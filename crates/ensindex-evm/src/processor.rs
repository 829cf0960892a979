//! Per-transaction event processor.
//!
//! One transaction's events are applied in one unit of work:
//!
//! 1. resolve each event's contract to its subregistry and family, and
//!    normalize it through the adapter registry (unknown contracts and events
//!    are skipped); the subregistry row is created on first observation;
//! 2. skip the whole transaction if its events were already recorded
//!    (at-least-once delivery);
//! 3. apply registrar and directory events, then renewal referrals, then
//!    controller events, each class in log order;
//! 4. discard pending correlations the transaction left behind;
//! 5. commit.
//!
//! A fatal error drops the unit of work, so nothing of the transaction is
//! persisted.

use std::collections::HashMap;
use std::sync::Arc;

use alloy_primitives::B256;
use tracing::{debug, info, warn};

use ensindex_core::action::ActionType;
use ensindex_core::controller;
use ensindex_core::correlator;
use ensindex_core::error::IndexerError;
use ensindex_core::handler::{AdapterRegistry, DecodedEvent, NormalizedEvent};
use ensindex_core::store::{RegistrarStore, UnitOfWork};
use ensindex_core::subregistry::{self, SubregistryRegistry};
use ensindex_core::types::{to_hex, ChainId};

/// Counters for one or more processed transactions.
#[derive(Debug, Clone, Copy, Default, PartialEq, Eq)]
pub struct ProcessOutcome {
    pub transactions: usize,
    /// Transactions skipped because their events were already recorded.
    pub replayed: usize,
    pub events_applied: usize,
    /// Events from unbound contracts or without an adapter.
    pub events_ignored: usize,
    pub actions_opened: usize,
    pub actions_enriched: usize,
    /// Recoverable errors logged and skipped.
    pub coverage_gaps: usize,
    /// Pending correlations discarded at the end of a transaction.
    pub correlations_discarded: u64,
}

impl ProcessOutcome {
    pub fn absorb(&mut self, other: ProcessOutcome) {
        self.transactions += other.transactions;
        self.replayed += other.replayed;
        self.events_applied += other.events_applied;
        self.events_ignored += other.events_ignored;
        self.actions_opened += other.actions_opened;
        self.actions_enriched += other.actions_enriched;
        self.coverage_gaps += other.coverage_gaps;
        self.correlations_discarded += other.correlations_discarded;
    }
}

/// Applies decoded events to a [`RegistrarStore`].
pub struct Processor {
    store: Arc<dyn RegistrarStore>,
    registry: SubregistryRegistry,
    adapters: AdapterRegistry,
}

impl Processor {
    pub fn new(
        store: Arc<dyn RegistrarStore>,
        registry: SubregistryRegistry,
        adapters: AdapterRegistry,
    ) -> Self {
        Self {
            store,
            registry,
            adapters,
        }
    }

    pub fn store(&self) -> &Arc<dyn RegistrarStore> {
        &self.store
    }

    pub fn registry(&self) -> &SubregistryRegistry {
        &self.registry
    }

    /// Apply a batch of events one transaction at a time.
    ///
    /// Events are grouped by `(chain, transaction hash)`; groups run in the
    /// order their first event appears, so chains may be interleaved. Events
    /// must be in `(block, log index)` order per chain. Stops at the first
    /// fatal error; transactions before it stay committed.
    pub async fn process_batch(&self, events: &[DecodedEvent]) -> Result<ProcessOutcome, IndexerError> {
        let mut index: HashMap<(ChainId, B256), usize> = HashMap::new();
        let mut groups: Vec<Vec<&DecodedEvent>> = Vec::new();
        for event in events {
            let slot = *index
                .entry((event.chain_id, event.transaction_hash))
                .or_insert_with(|| {
                    groups.push(Vec::new());
                    groups.len() - 1
                });
            groups[slot].push(event);
        }

        let mut outcome = ProcessOutcome::default();
        for group in &groups {
            outcome.absorb(self.apply_transaction(group).await?);
        }
        Ok(outcome)
    }

    /// Apply the events of one transaction atomically.
    pub async fn process_transaction(
        &self,
        events: &[DecodedEvent],
    ) -> Result<ProcessOutcome, IndexerError> {
        let events: Vec<&DecodedEvent> = events.iter().collect();
        self.apply_transaction(&events).await
    }

    async fn apply_transaction(
        &self,
        events: &[&DecodedEvent],
    ) -> Result<ProcessOutcome, IndexerError> {
        let mut outcome = ProcessOutcome::default();
        let Some(&first) = events.first() else {
            return Ok(outcome);
        };
        let (chain_id, tx) = (first.chain_id, first.transaction_hash);
        if let Some(stray) = events.iter().find(|e| !same_transaction(first, e)) {
            return Err(IndexerError::Other(format!(
                "event {} does not belong to transaction {}",
                stray.id(),
                to_hex(tx)
            )));
        }
        outcome.transactions = 1;

        let mut normalized = Vec::with_capacity(events.len());
        for &event in events {
            let Some(binding) = self.registry.resolve(chain_id, &event.contract_address) else {
                debug!(chain_id, event = %event.id(), "unbound contract, skipped");
                outcome.events_ignored += 1;
                continue;
            };
            match self.adapters.normalize(event, binding)? {
                Some(n) => normalized.push((event, binding.subregistry, n)),
                None => {
                    debug!(
                        chain_id,
                        event = %event.id(),
                        name = %event.event_name,
                        family = %binding.family,
                        "no adapter, skipped"
                    );
                    outcome.events_ignored += 1;
                }
            }
        }
        if normalized.is_empty() {
            return Ok(outcome);
        }

        let mut uow = self.store.begin().await?;

        for (event, _, _) in &normalized {
            if uow.has_event(&event.id()).await? {
                debug!(chain_id, tx = %to_hex(tx), "transaction already applied, skipped");
                outcome.replayed = 1;
                return Ok(outcome);
            }
        }

        // stable: keeps log order inside each phase
        normalized.sort_by_key(|(_, _, n)| n.phase());

        for (event, subregistry, n) in &normalized {
            uow.insert_event(&event.event_ref()).await?;
            if subregistry::record_observed(uow.as_mut(), subregistry).await? {
                debug!(chain_id, subregistry = %subregistry.id, "subregistry observed");
            }
            self.apply(uow.as_mut(), chain_id, n, &mut outcome).await?;
            outcome.events_applied += 1;
        }

        outcome.correlations_discarded = self.sweep(uow.as_mut(), chain_id, &tx).await?;
        uow.commit().await?;

        debug!(
            chain_id,
            tx = %to_hex(tx),
            events = outcome.events_applied,
            "transaction committed"
        );
        Ok(outcome)
    }

    async fn apply(
        &self,
        uow: &mut dyn UnitOfWork,
        chain_id: ChainId,
        event: &NormalizedEvent,
        outcome: &mut ProcessOutcome,
    ) -> Result<(), IndexerError> {
        let result = match event {
            NormalizedEvent::Registrar(input) => {
                correlator::open_action(uow, input).await.map(|action| {
                    if action.action_type == ActionType::Registration {
                        info!(
                            chain_id,
                            node = %to_hex(action.node),
                            expires_at = input.expires_at,
                            "name registered"
                        );
                    }
                    outcome.actions_opened += 1;
                })
            }
            NormalizedEvent::Controller(input) => correlator::enrich_from_controller(uow, input)
                .await
                .map(|_| outcome.actions_enriched += 1),
            NormalizedEvent::RenewalReferral(input) => {
                correlator::attach_renewal_referral(uow, input).await.map(|_| ())
            }
            NormalizedEvent::ControllerAdded {
                chain_id,
                controller,
                registrar,
            } => controller::add(uow, *chain_id, *controller, *registrar)
                .await
                .map(|_| ()),
            NormalizedEvent::ControllerRemoved {
                chain_id,
                controller,
            } => controller::remove(uow, *chain_id, *controller).await.map(|_| ()),
            NormalizedEvent::Provenance => Ok(()),
        };

        match result {
            Err(e) if !e.is_fatal() => {
                warn!(chain_id, error = %e, kind = event.kind(), "coverage gap, continuing");
                outcome.coverage_gaps += 1;
                Ok(())
            }
            other => other,
        }
    }

    async fn sweep(
        &self,
        uow: &mut dyn UnitOfWork,
        chain_id: ChainId,
        tx: &B256,
    ) -> Result<u64, IndexerError> {
        let discarded = uow.discard_pending_for_transaction(tx).await?;
        if discarded > 0 {
            debug!(chain_id, tx = %to_hex(tx), discarded, "unconsumed correlations discarded");
        }
        Ok(discarded)
    }
}

fn same_transaction(a: &DecodedEvent, b: &DecodedEvent) -> bool {
    a.chain_id == b.chain_id && a.transaction_hash == b.transaction_hash
}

[EXERCISE DESCRIPTION] Using the records above, copy every line that has the word "warn" in it.

[ANSWER TO THE EXERCISE]
use tracing::{debug, info, warn};
                warn!(chain_id, error = %e, kind = event.kind(), "coverage gap, continuing");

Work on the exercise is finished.